Christophe Villée : Un concierge indélicat !

Pour notre rubrique Les Archives du Crime, Jean-Michel Armand reviendra sur différents crimes. Des mystères, des enquêtes et des rebondissements qui ont marqué la région au fil du temps. Un voyage à travers les méandres du passé criminel local.

Les mots peuvent parfois tromper quand on en ignore le sens caché ou la définition antérieure. Ainsi quand, dans le titre de cet article on lit « concierge », on pense immédiatement à cette noble fonction de vestale des immeubles, la légendaire « bignole » popularisée par Balzac. On mesurera son erreur quand on saura que le concierge fut jusque sous la monarchie de juillet, le responsable d’une prison ayant sous ses ordres gardiens et autres porte-clefs.

Qui a visité la Conciergerie à Paris a le souvenir de cette ancienne destination avant que la prison pénale ne devienne républicaine et s’exporte sous d’autres cieux. Concierge, c’est la fonction à Dijon d’un certain Christophe Villée qui depuis mois d’octobre 1801 a la haute main sur la Maison d’arrêt et de correction de la ville.

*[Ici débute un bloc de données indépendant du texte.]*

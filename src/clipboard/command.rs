//! Clipboard access through command-line helpers

use super::ClipboardBackend;
use crate::error::ClipboardError;
use crate::platform::Platform;
use crate::process::{run_tool, run_writer, tool_exists, ToolFailure};
use std::time::Duration;

/// Helper tool pair backing the clipboard
#[derive(Debug, Clone, Copy, PartialEq, Eq)]
pub enum ClipboardTool {
    WlClipboard,
    Xclip,
    Pbcopy,
    Powershell,
}

/// One helper invocation: program plus arguments
struct Invocation {
    program: &'static str,
    args: &'static [&'static str],
}

impl ClipboardTool {
    pub fn for_platform(platform: Platform) -> Self {
        match platform {
            Platform::MacOs => ClipboardTool::Pbcopy,
            Platform::Windows => ClipboardTool::Powershell,
            Platform::Wayland => ClipboardTool::WlClipboard,
            Platform::X11 => ClipboardTool::Xclip,
        }
    }

    fn read(&self) -> Invocation {
        match self {
            ClipboardTool::WlClipboard => Invocation {
                program: "wl-paste",
                // Images and other binary offers must not be read as text
                args: &["--no-newline", "--type", "text"],
            },
            ClipboardTool::Xclip => Invocation {
                program: "xclip",
                args: &["-selection", "clipboard", "-o"],
            },
            ClipboardTool::Pbcopy => Invocation {
                program: "pbpaste",
                args: &[],
            },
            ClipboardTool::Powershell => Invocation {
                program: "powershell",
                args: &["-NoProfile", "-NonInteractive", "-Command", "Get-Clipboard -Raw"],
            },
        }
    }

    fn write(&self) -> Invocation {
        match self {
            ClipboardTool::WlClipboard => Invocation {
                program: "wl-copy",
                args: &[],
            },
            ClipboardTool::Xclip => Invocation {
                program: "xclip",
                args: &["-selection", "clipboard", "-i"],
            },
            ClipboardTool::Pbcopy => Invocation {
                program: "pbcopy",
                args: &[],
            },
            ClipboardTool::Powershell => Invocation {
                program: "powershell",
                args: &[
                    "-NoProfile",
                    "-NonInteractive",
                    "-Command",
                    "Set-Clipboard -Value ([Console]::In.ReadToEnd())",
                ],
            },
        }
    }

    /// Dedicated clear command, where the tool has one
    fn clear(&self) -> Option<Invocation> {
        match self {
            ClipboardTool::WlClipboard => Some(Invocation {
                program: "wl-copy",
                args: &["--clear"],
            }),
            ClipboardTool::Powershell => Some(Invocation {
                program: "powershell",
                args: &["-NoProfile", "-NonInteractive", "-Command", "Set-Clipboard -Value $null"],
            }),
            ClipboardTool::Xclip | ClipboardTool::Pbcopy => None,
        }
    }

    /// Whether a failed read just means the clipboard holds no text
    fn is_empty_clipboard(&self, stderr: &str) -> bool {
        let lower = stderr.to_lowercase();
        match self {
            ClipboardTool::WlClipboard => {
                lower.contains("nothing is copied")
                    || lower.contains("no selection")
                    || lower.contains("no suitable type")
            }
            ClipboardTool::Xclip => lower.contains("target") && lower.contains("not available"),
            ClipboardTool::Pbcopy | ClipboardTool::Powershell => false,
        }
    }

    /// Tool-specific cleanup of the read output
    fn normalize_read(&self, mut stdout: String) -> String {
        // Get-Clipboard -Raw output ends with the console newline
        if *self == ClipboardTool::Powershell {
            if stdout.ends_with("\r\n") {
                stdout.truncate(stdout.len() - 2);
            } else if stdout.ends_with('\n') {
                stdout.pop();
            }
        }
        stdout
    }
}

/// Clipboard backed by external helpers
pub struct CommandClipboard {
    tool: ClipboardTool,
    timeout: Duration,
}

impl CommandClipboard {
    pub fn new(tool: ClipboardTool, timeout: Duration) -> Self {
        Self { tool, timeout }
    }

    fn map_failure(&self, program: &'static str, failure: ToolFailure, writing: bool) -> ClipboardError {
        match failure {
            ToolFailure::NotFound => ClipboardError::ToolNotFound(program),
            ToolFailure::TimedOut => ClipboardError::Timeout {
                tool: program,
                timeout_ms: self.timeout.as_millis() as u64,
            },
            ToolFailure::Io(e) if writing => ClipboardError::WriteFailed(format!("{}: {}", program, e)),
            ToolFailure::Io(e) => ClipboardError::ReadFailed(format!("{}: {}", program, e)),
        }
    }

    async fn run_write(&self, invocation: Invocation, text: &str) -> Result<(), ClipboardError> {
        let ok = run_writer(invocation.program, invocation.args, text, self.timeout)
            .await
            .map_err(|f| self.map_failure(invocation.program, f, true))?;

        if !ok {
            return Err(ClipboardError::WriteFailed(format!(
                "{} exited with error",
                invocation.program
            )));
        }
        Ok(())
    }
}

#[async_trait::async_trait]
impl ClipboardBackend for CommandClipboard {
    async fn read_text(&self) -> Result<String, ClipboardError> {
        let invocation = self.tool.read();
        let output = run_tool(invocation.program, invocation.args, None, self.timeout)
            .await
            .map_err(|f| self.map_failure(invocation.program, f, false))?;

        if !output.success {
            if self.tool.is_empty_clipboard(&output.stderr) {
                return Ok(String::new());
            }
            return Err(ClipboardError::ReadFailed(format!(
                "{}: {}",
                invocation.program,
                if output.stderr.is_empty() {
                    "exited with error"
                } else {
                    output.stderr.as_str()
                }
            )));
        }

        Ok(self.tool.normalize_read(output.stdout))
    }

    async fn write_text(&self, text: &str) -> Result<(), ClipboardError> {
        if text.is_empty() {
            return self.clear().await;
        }
        self.run_write(self.tool.write(), text).await?;
        tracing::trace!("Clipboard written via {} ({} chars)", self.name(), text.chars().count());
        Ok(())
    }

    async fn clear(&self) -> Result<(), ClipboardError> {
        match self.tool.clear() {
            Some(invocation) => self.run_write(invocation, "").await,
            // Writing empty input empties the selection
            None => self.run_write(self.tool.write(), "").await,
        }
    }

    fn is_available(&self) -> bool {
        tool_exists(self.tool.read().program) && tool_exists(self.tool.write().program)
    }

    fn name(&self) -> &'static str {
        match self.tool {
            ClipboardTool::WlClipboard => "wl-clipboard",
            ClipboardTool::Xclip => "xclip",
            ClipboardTool::Pbcopy => "pbcopy",
            ClipboardTool::Powershell => "powershell",
        }
    }
}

Depuis la Révolution, la fonction n’est plus une charge vénale comme beaucoup d’emplois publics sous l’ancien régime. Depuis 1795, les concierges sont placés sous l’autorité des municipalités et de ses édiles ainsi que sous le contrôle d’une commission de surveillance nommée par le préfet et ce sont les membres de la commission côte d’orienne qui vont découvrir les bien curieuses pratiques du sieur Villée.

 

Les pratiques douteuses de Christophe Villée

Depuis quelques temps déjà courraient à ce sujet des rumeurs colportées notamment par les porte-clefs de la prison et certains détenus notamment ceux dévolus au service général de l’établissement. D’aucuns s’étonnent en effet que des matériaux et matériels commandés à des entrepreneurs pour des chantiers internes n’arrivent jamais là où on les attend ou alors amputés en nombre ou en volume. Rien que pour le premier trimestre de l’année 1815, 752 francs auraient été dépensés pour des travaux pas toujours exécutés. Étrange, non ? Qu’il y ait des voleurs en prison… quoi de plus normal mais que son responsable soit mis en cause, voilà qui est moins ordinaire. C’est en tous cas ce que la rumeur suggère. Mais pour accuser, il faut en apporter la preuve.

C’est sur un autre registre que l’indélicat fonctionnaire va alors être confondu. En février 1815, l’abbé Deschamps, curé de la paroisse Saint-Michel et honorable membre de la commission de surveillance a devant lui l’état nominatif des détenus pour le dernier trimestre 1814. Il doit, ès-qualités, vérifier les écritures et les valider par son paraphe. L’exercice est d’importance car il détermine le budget que la municipalité alloue pour l’entretien des prisonniers. La base de calcul en est simple : on multiplie le nombre de présents par le prix de journée qui, à cette époque, est de 70 centimes de francs germinal (1) par détenu.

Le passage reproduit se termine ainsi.